As opening scenes make clear, Hildy Mulligan (Robertson) and Terry English (Diggs) aren't just ace San Francisco homicide detectives, they're people dealing with challenges and crises of their own. Hildy is an at-times overwhelmed divorced mother; Terry is caring for his terminally ill wife.
And though "Murder in the First" does not go through the mirror as darkly — Hildy and Terry are unquestionably good cops — the tension between work and family affects both in real if slightly romanticized ways. (Hats off to whoever added the grace note of Hildy buttering her daughter's toast with the butter wrapper.)
The rest of the casting is just as good. The murder of a junkie quickly leads to Eric Blunt, a wizard of Silicon Valley played with masterful menace by "Harry Potter's" Tom Felton. Blunt, in turn, is surrounded by lawyers of such high caliber that they are played by Richard Schiff and James Cromwell (no slouch in the menace department himself), as well as Steven Weber, as Blunt's pilot/driver.

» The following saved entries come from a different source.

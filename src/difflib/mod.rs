//! Forward-mode automatic differentiation
//!
//! Dual numbers truncated at first order, nested up to three levels deep.
//! A dual carries `(re, du)` with `du` the coefficient of a nilpotent ε
//! (ε² = 0); nesting introduces independent infinitesimals, and because
//! mixed ε-products of a single time variable coincide, the component with
//! k ε-factors is exactly the k-th time derivative. Producers that supply
//! only a base function get their rate, acceleration and jerk synthesized
//! through this module to the machine precision of `f64`.

use nalgebra::{Matrix3, Vector3};
use num_traits::{One, Zero};
use std::fmt::Debug;
use std::ops::{Add, AddAssign, Div, DivAssign, Mul, MulAssign, Neg, Sub, SubAssign};

/// Scalar that the rotation kernel and user-supplied producers are generic
/// over: `f64` itself, or a (nested) dual number.
///
/// The arithmetic bounds are exactly what `nalgebra` needs to multiply
/// `Matrix3<T>` and `Vector3<T>` values, so a producer written against this
/// trait differentiates for free.
pub trait DiffScalar:
    Copy
    + Debug
    + PartialEq
    + 'static
    + Add<Output = Self>
    + Sub<Output = Self>
    + Mul<Output = Self>
    + Div<Output = Self>
    + Neg<Output = Self>
    + AddAssign
    + SubAssign
    + MulAssign
    + DivAssign
    + Zero
    + One
{
    fn from_f64(x: f64) -> Self;

    /// Strip all derivative parts, leaving the underlying value.
    fn value(self) -> f64;

    fn sin(self) -> Self;
    fn cos(self) -> Self;
    fn sqrt(self) -> Self;
}

impl DiffScalar for f64 {
    fn from_f64(x: f64) -> Self {
        x
    }

    fn value(self) -> f64 {
        self
    }

    fn sin(self) -> Self {
        f64::sin(self)
    }

    fn cos(self) -> Self {
        f64::cos(self)
    }

    fn sqrt(self) -> Self {
        f64::sqrt(self)
    }
}

/// First-order dual number over `T`.
#[derive(Debug, Clone, Copy, PartialEq)]
pub struct Dual<T> {
    pub re: T,
    pub du: T,
}

/// Dual carrying the first derivative.
pub type Dual1 = Dual<f64>;
/// Nested dual carrying first and second derivatives.
pub type Dual2 = Dual<Dual1>;
/// Nested dual carrying first, second and third derivatives.
pub type Dual3 = Dual<Dual2>;

impl<T: DiffScalar> Dual<T> {
    pub fn new(re: T, du: T) -> Self {
        Dual { re, du }
    }

    /// Lift a value with zero derivative.
    pub fn constant(x: T) -> Self {
        Dual {
            re: x,
            du: T::zero(),
        }
    }

    /// Seed the differentiation variable: unit derivative.
    pub fn variable(x: T) -> Self {
        Dual {
            re: x,
            du: T::one(),
        }
    }
}

impl<T: DiffScalar> Add for Dual<T> {
    type Output = Self;
    fn add(self, rhs: Self) -> Self {
        Dual::new(self.re + rhs.re, self.du + rhs.du)
    }
}

impl<T: DiffScalar> Sub for Dual<T> {
    type Output = Self;
    fn sub(self, rhs: Self) -> Self {
        Dual::new(self.re - rhs.re, self.du - rhs.du)
    }
}

impl<T: DiffScalar> Mul for Dual<T> {
    type Output = Self;
    fn mul(self, rhs: Self) -> Self {
        Dual::new(
            self.re * rhs.re,
            self.re * rhs.du + self.du * rhs.re,
        )
    }
}

impl<T: DiffScalar> Div for Dual<T> {
    type Output = Self;
    fn div(self, rhs: Self) -> Self {
        Dual::new(
            self.re / rhs.re,
            (self.du * rhs.re - self.re * rhs.du) / (rhs.re * rhs.re),
        )
    }
}

impl<T: DiffScalar> Neg for Dual<T> {
    type Output = Self;
    fn neg(self) -> Self {
        Dual::new(-self.re, -self.du)
    }
}

impl<T: DiffScalar> AddAssign for Dual<T> {
    fn add_assign(&mut self, rhs: Self) {
        *self = *self + rhs;
    }
}

impl<T: DiffScalar> SubAssign for Dual<T> {
    fn sub_assign(&mut self, rhs: Self) {
        *self = *self - rhs;
    }
}

impl<T: DiffScalar> MulAssign for Dual<T> {
    fn mul_assign(&mut self, rhs: Self) {
        *self = *self * rhs;
    }
}

impl<T: DiffScalar> DivAssign for Dual<T> {
    fn div_assign(&mut self, rhs: Self) {
        *self = *self / rhs;
    }
}

impl<T: DiffScalar> Zero for Dual<T> {
    fn zero() -> Self {
        Dual::new(T::zero(), T::zero())
    }

    fn is_zero(&self) -> bool {
        self.re.is_zero() && self.du.is_zero()
    }
}

impl<T: DiffScalar> One for Dual<T> {
    fn one() -> Self {
        Dual::new(T::one(), T::zero())
    }
}

impl<T: DiffScalar> DiffScalar for Dual<T> {
    fn from_f64(x: f64) -> Self {
        Dual::constant(T::from_f64(x))
    }

    fn value(self) -> f64 {
        self.re.value()
    }

    fn sin(self) -> Self {
        Dual::new(self.re.sin(), self.du * self.re.cos())
    }

    fn cos(self) -> Self {
        Dual::new(self.re.cos(), -(self.du * self.re.sin()))
    }

    fn sqrt(self) -> Self {
        let s = self.re.sqrt();
        Dual::new(s, self.du / (s + s))
    }
}

/// A scalar that carries a truncated derivative stack (a jet).
///
/// `ORDER` is the highest derivative the type represents: 0 for `f64`,
/// 1 for [`Dual1`], 2 for [`Dual2`], 3 for [`Dual3`]. `seed` packs the
/// coefficients `[x, ẋ, ẍ, …]` into the nested representation; `coeff(k)`
/// reads the k-th derivative back out.
pub trait Jet: DiffScalar {
    const ORDER: usize;

    /// Pack `coeffs` (length `ORDER + 1`: value followed by derivatives).
    fn seed(coeffs: &[f64]) -> Self;

    /// The k-th derivative carried by this jet, `k <= ORDER`.
    fn coeff(self, k: usize) -> f64;
}

impl Jet for f64 {
    const ORDER: usize = 0;

    fn seed(coeffs: &[f64]) -> Self {
        coeffs[0]
    }

    fn coeff(self, k: usize) -> f64 {
        debug_assert_eq!(k, 0);
        self
    }
}

impl<T: Jet> Jet for Dual<T> {
    const ORDER: usize = T::ORDER + 1;

    fn seed(coeffs: &[f64]) -> Self {
        debug_assert_eq!(coeffs.len(), Self::ORDER + 1);
        Dual {
            re: T::seed(&coeffs[..coeffs.len() - 1]),
            du: T::seed(&coeffs[1..]),
        }
    }

    fn coeff(self, k: usize) -> f64 {
        if k == 0 {
            self.value()
        } else {
            self.du.coeff(k - 1)
        }
    }
}

/// Seed the time variable `t` at the jet's full order.
pub fn variable<J: Jet>(t: f64) -> J {
    let mut coeffs = [0.0; 4];
    coeffs[0] = t;
    if J::ORDER >= 1 {
        coeffs[1] = 1.0;
    }
    J::seed(&coeffs[..J::ORDER + 1])
}

/// Pack a vector derivative stack (`derivs[k]` = k-th derivative) into a
/// jet-valued vector. `derivs.len()` must equal `J::ORDER + 1`.
pub fn seed_vector<J: Jet>(derivs: &[Vector3<f64>]) -> Vector3<J> {
    debug_assert_eq!(derivs.len(), J::ORDER + 1);
    Vector3::from_fn(|i, _| {
        let mut coeffs = [0.0; 4];
        for (k, d) in derivs.iter().enumerate() {
            coeffs[k] = d[i];
        }
        J::seed(&coeffs[..derivs.len()])
    })
}

/// Extract the k-th derivative of every entry of a jet-valued matrix.
pub fn matrix_coeff<J: Jet>(m: &Matrix3<J>, k: usize) -> Matrix3<f64> {
    m.map(|e| e.coeff(k))
}

/// Extract the k-th derivative of every entry of a jet-valued vector.
pub fn vector_coeff<J: Jet>(v: &Vector3<J>, k: usize) -> Vector3<f64> {
    v.map(|e| e.coeff(k))
}

/// A time-only DCM function that can be evaluated over any [`DiffScalar`],
/// so missing derivative orders can be synthesized at registration.
pub trait DcmFunction: Send + Sync + 'static {
    fn eval<T: DiffScalar>(&self, t: T) -> Matrix3<T>;
}

/// A time-only 3-vector function, differentiable like [`DcmFunction`].
pub trait VectorFunction: Send + Sync + 'static {
    fn eval<T: DiffScalar>(&self, t: T) -> Vector3<T>;
}

/// k-th time derivative of a [`DcmFunction`] at `t`, `k ∈ 0..=3`.
pub fn dcm_derivative<F>(f: &F, t: f64, k: usize) -> Matrix3<f64>
where
    F: DcmFunction + ?Sized,
{
    match k {
        0 => f.eval(t),
        1 => matrix_coeff(&f.eval(variable::<Dual1>(t)), 1),
        2 => matrix_coeff(&f.eval(variable::<Dual2>(t)), 2),
        _ => matrix_coeff(&f.eval(variable::<Dual3>(t)), 3),
    }
}

/// k-th time derivative of a [`VectorFunction`] at `t`, `k ∈ 0..=3`.
pub fn vector_derivative<F>(f: &F, t: f64, k: usize) -> Vector3<f64>
where
    F: VectorFunction + ?Sized,
{
    match k {
        0 => f.eval(t),
        1 => vector_coeff(&f.eval(variable::<Dual1>(t)), 1),
        2 => vector_coeff(&f.eval(variable::<Dual2>(t)), 2),
        _ => vector_coeff(&f.eval(variable::<Dual3>(t)), 3),
    }
}

#[cfg(test)]
mod tests {
    use super::*;
    use approx::assert_relative_eq;

    #[test]
    fn test_dual_product_rule() {
        // d/dt (t·sin t) = sin t + t·cos t
        let t = 0.7;
        let x = Dual1::variable(t);
        let y = x * x.sin();
        assert_relative_eq!(y.re, t * t.sin(), epsilon = 1e-15);
        assert_relative_eq!(y.du, t.sin() + t * t.cos(), epsilon = 1e-15);
    }

    #[test]
    fn test_dual_quotient_rule() {
        // d/dt (sin t / t) = (t·cos t − sin t) / t²
        let t = 1.3;
        let x = Dual1::variable(t);
        let y = x.sin() / x;
        assert_relative_eq!(y.du, (t * t.cos() - t.sin()) / (t * t), epsilon = 1e-15);
    }

    #[test]
    fn test_sqrt_derivatives() {
        let t = 2.0;
        let x: Dual3 = variable(t);
        let y = x.sqrt();
        assert_relative_eq!(y.coeff(0), t.sqrt(), epsilon = 1e-15);
        assert_relative_eq!(y.coeff(1), 0.5 * t.powf(-0.5), epsilon = 1e-15);
        assert_relative_eq!(y.coeff(2), -0.25 * t.powf(-1.5), epsilon = 1e-15);
        assert_relative_eq!(y.coeff(3), 0.375 * t.powf(-2.5), epsilon = 1e-15);
    }

    #[test]
    fn test_sin_third_derivative() {
        let t = 0.4;
        let x: Dual3 = variable(t);
        let y = x.sin();
        assert_relative_eq!(y.coeff(1), t.cos(), epsilon = 1e-14);
        assert_relative_eq!(y.coeff(2), -t.sin(), epsilon = 1e-14);
        assert_relative_eq!(y.coeff(3), -t.cos(), epsilon = 1e-14);
    }

    #[test]
    fn test_seed_and_coeff_round_trip() {
        let jet: Dual3 = Jet::seed(&[1.0, 2.0, 3.0, 4.0]);
        assert_eq!(jet.coeff(0), 1.0);
        assert_eq!(jet.coeff(1), 2.0);
        assert_eq!(jet.coeff(2), 3.0);
        assert_eq!(jet.coeff(3), 4.0);
    }

    struct Helix;

    impl VectorFunction for Helix {
        fn eval<T: DiffScalar>(&self, t: T) -> Vector3<T> {
            Vector3::new(t.sin(), t.cos(), t * t)
        }
    }

    #[test]
    fn test_vector_derivative_against_closed_form() {
        let t = 0.9;
        let v1 = vector_derivative(&Helix, t, 1);
        assert_relative_eq!(v1.x, t.cos(), epsilon = 1e-14);
        assert_relative_eq!(v1.y, -t.sin(), epsilon = 1e-14);
        assert_relative_eq!(v1.z, 2.0 * t, epsilon = 1e-14);

        let v2 = vector_derivative(&Helix, t, 2);
        assert_relative_eq!(v2.x, -t.sin(), epsilon = 1e-14);
        assert_relative_eq!(v2.y, -t.cos(), epsilon = 1e-14);
        assert_relative_eq!(v2.z, 2.0, epsilon = 1e-14);

        let v3 = vector_derivative(&Helix, t, 3);
        assert_relative_eq!(v3.x, -t.cos(), epsilon = 1e-14);
        assert_relative_eq!(v3.y, t.sin(), epsilon = 1e-14);
        assert_relative_eq!(v3.z, 0.0, epsilon = 1e-14);
    }
}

The first three episodes reveal an investigation that could collide with someone's tantalizingly complex long game and will certainly turn, and turn again, before it's finished. The squad room is so thoroughly modern that the only open flirting is being done among the women (although there is a very "Hill Street Blues-ian" relationship too), which is refreshing, if a little contrived.
More important is how the team of Mulligan and English solidify the relatively new notion that a woman and a man can be a strong team with no sexual tension required.
With a perpetual cliff hanger built into the concept, "Murder in the First" will certainly test our viewing habits — if nothing else, it has "binge watch" written all over it.